In the end I managed to stabilize the setup enough to make the LanMan 
2.2 on DOS first connect to the Ubuntu test server, and demonstrate 
the same results that I got with my previous MS Network Client 3.0 
(probably) on FreeDOS. There are minor differences in the protocol, 
but the net effect is exactly the same: just the "request" packet, 
already carrying some payload, gets transmitted, and then the TCP 
session times out and gets scrapped by the client.

I also managed to have the LanMan 2.2 client on DOS connect to 
another VM running Windows XP, and tried to print something to an 
XP-based shared printer (dummy, set up just to accept the print job).
This worked - indeed the print request needs a response.
Interestingly, against XP, the LanMan has used a slightly different 
protocol version. Starting again with an "Open Print File Request" 
(and getting a response containing an FID), the next message would be 
a "Write Raw Request", followed by a "Write Raw Response".
Which is in contrast to the "Write Print File Request" seen from that 
same client against the Samba on Ubuntu.
Never mind, this is probably just a cosmetic difference.
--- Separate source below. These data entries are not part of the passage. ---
//! Bounded manager for many in-flight nonblocking operations.
//!
//! A [`RequestManager`] is a fixed-size multiplexing window: callers submit
//! sends and receives tagged with an arbitrary handle, then call
//! [`poll`](RequestManager::poll) to learn, in bulk, which operations finished.
//! Each poll makes exactly one bulk completion call to the [`Transport`].
//!
//! # Buffers
//!
//! Every submit moves its buffer into the slot, and the buffer comes back in
//! the [`Completion`] (or [`StatusFailure`]) of that operation. A receiver can
//! read a completed inbox and submit it again right away, so streaming any
//! number of messages through `capacity` slots needs only `capacity` buffers.
//! See [`Buffer`] for the accepted buffer types.
//!
//! # Slot layout
//!
//! Request tokens live in a dense array. The occupied slots are always the
//! prefix `[0, len)`, and the handle and buffer at position `i` belong to the
//! token at position `i`. Completed slots are removed by swap-removal in
//! decreasing index order, so the remaining slots keep no particular
//! submission order.
//!
//! # Partial failures
//!
//! When the transport reports that some of the completed operations failed,
//! poll returns [`PollError::Status`] listing each failed operation with its
//! code, description, handle and buffer. Every completed slot is released.
//! The successful completions from that same poll are retained and returned
//! at the front of the next [`poll`](RequestManager::poll) or
//! [`wait`](RequestManager::wait), or by
//! [`take_retained`](RequestManager::take_retained).
//!
//! # Example
//!
//! ```
//! # use ferroreq::{RawStatus, RequestManager, Result, SomeOutcome, Transport, MpiDatatype};
//! # #[derive(Default)]
//! # struct Instant;
//! # impl Transport for Instant {
//! #     type Request = u32;
//! #     unsafe fn start_send<T: MpiDatatype>(&mut self, _: &[T], _: i32, _: i32, r: &mut u32) -> Result<()> { *r = 1; Ok(()) }
//! #     unsafe fn start_recv<T: MpiDatatype>(&mut self, _: &mut [T], _: i32, _: i32, r: &mut u32) -> Result<()> { *r = 1; Ok(()) }
//! #     fn test_some(&mut self, reqs: &mut [u32], idx: &mut [usize], st: &mut [RawStatus]) -> Result<SomeOutcome> {
//! #         for i in 0..reqs.len() { idx[i] = i; st[i] = RawStatus::default(); }
//! #         Ok(SomeOutcome::Completed(reqs.len()))
//! #     }
//! #     fn wait_some(&mut self, reqs: &mut [u32], idx: &mut [usize], st: &mut [RawStatus]) -> Result<SomeOutcome> { self.test_some(reqs, idx, st) }
//! #     fn wait_all(&mut self, _: &mut [u32]) -> Result<()> { Ok(()) }
//! #     fn error_string(&self, _: i32) -> Option<String> { None }
//! # }
//! let mut manager = RequestManager::new(Instant, 8)?;
//! manager.send(vec![1.0f64, 2.0, 3.0], 1, 0, "first block")?;
//!
//! for done in manager.poll().expect("poll failed") {
//!     println!("{} finished: {}", done.handle, done.status);
//!     // The payload is ours again and can be refilled and resent
//!     assert_eq!(done.buffer, [1.0, 2.0, 3.0]);
//! }
//! assert!(manager.is_empty());
//! # Ok::<(), ferroreq::Error>(())
//! ```

use std::fmt;
use std::mem;
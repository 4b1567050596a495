//! Compiles and links the C shim when the `mpi` feature is enabled.
//!
//! MPI flags come from pkg-config (`MPI_PKG_CONFIG`, else the usual package
//! names) or, failing that, from the compiler wrapper (`MPICC`, else
//! `mpicc`). Without the feature the crate is pure Rust.

use std::env;
use std::path::PathBuf;
use std::process::Command;

const PKG_NAMES: [&str; 3] = ["mpich", "ompi", "mpi"];

#[derive(Default)]
struct Flags {
    includes: Vec<PathBuf>,
    lib_dirs: Vec<PathBuf>,
    libs: Vec<String>,
}

fn main() {
    println!("cargo:rerun-if-changed=csrc/ferroreq.c");
    println!("cargo:rerun-if-changed=csrc/ferroreq.h");
    println!("cargo:rerun-if-env-changed=MPI_PKG_CONFIG");
    println!("cargo:rerun-if-env-changed=MPICC");

    if env::var_os("CARGO_FEATURE_MPI").is_none() {
        return;
    }

    let Some(flags) = from_pkg_config().or_else(from_wrapper) else {
        panic!(
            "the `mpi` feature needs an MPI installation: set MPI_PKG_CONFIG to its \
             pkg-config name, or put its compiler wrapper on PATH (or in MPICC)"
        );
    };

    cc::Build::new()
        .file("csrc/ferroreq.c")
        .include("csrc")
        .includes(&flags.includes)
        .flag_if_supported("-std=c11")
        .warnings(true)
        .extra_warnings(true)
        .compile("ferroreq");

    for dir in &flags.lib_dirs {
        println!("cargo:rustc-link-search=native={}", dir.display());
        // run against the libmpi that was linked
        println!("cargo:rustc-link-arg=-Wl,-rpath,{}", dir.display());
    }
    for lib in &flags.libs {
        println!("cargo:rustc-link-lib={lib}");
    }
}

fn from_pkg_config() -> Option<Flags> {
    let names = match env::var("MPI_PKG_CONFIG") {
        Ok(name) => vec![name],
        Err(_) => PKG_NAMES.iter().map(|n| n.to_string()).collect(),
    };
    names.iter().find_map(|name| {
        let lib = pkg_config::Config::new()
            .cargo_metadata(false)
            .probe(name)
            .ok()?;
        eprintln!("using MPI from pkg-config package {name}");
        Some(Flags {
            includes: lib.include_paths,
            lib_dirs: lib.link_paths,
            libs: lib.libs,
        })
    })
}

fn from_wrapper() -> Option<Flags> {
    let wrapper = env::var("MPICC").unwrap_or_else(|_| "mpicc".into());
    // MPICH answers to -show, Open MPI to -showme
    let output = ["-show", "-showme"].iter().find_map(|flag| {
        let out = Command::new(&wrapper).arg(flag).output().ok()?;
        out.status.success().then_some(out.stdout)
    })?;

    let mut flags = Flags::default();
    for word in String::from_utf8_lossy(&output).split_whitespace() {
        if let Some(dir) = word.strip_prefix("-I") {
            flags.includes.push(dir.into());
        } else if let Some(dir) = word.strip_prefix("-L") {
            flags.lib_dirs.push(dir.into());
        } else if let Some(lib) = word.strip_prefix("-l") {
            flags.libs.push(lib.into());
        }
    }
    if flags.libs.is_empty() {
        flags.libs.push("mpi".into());
    }
    Some(flags)
}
Enough for today, I guess.
Apart from waiting for a fix to Samba, I may try some workarounds 
through the disk share... something for Bryan to play with if he's 
interested.

I'm thinking of making a named pipe in Linux, and append to it 
through Samba, if that turns out to work. Not sure that "copy" will 
be the right tool for this - it cannot be made to "append". And, I 
suspect that "type" won't cope with binary files (unlike UNIX "cat").

And I was wondering if ddlink might help... no, probably not. Cannot 
capture and redirect LPT devices, AFAICT.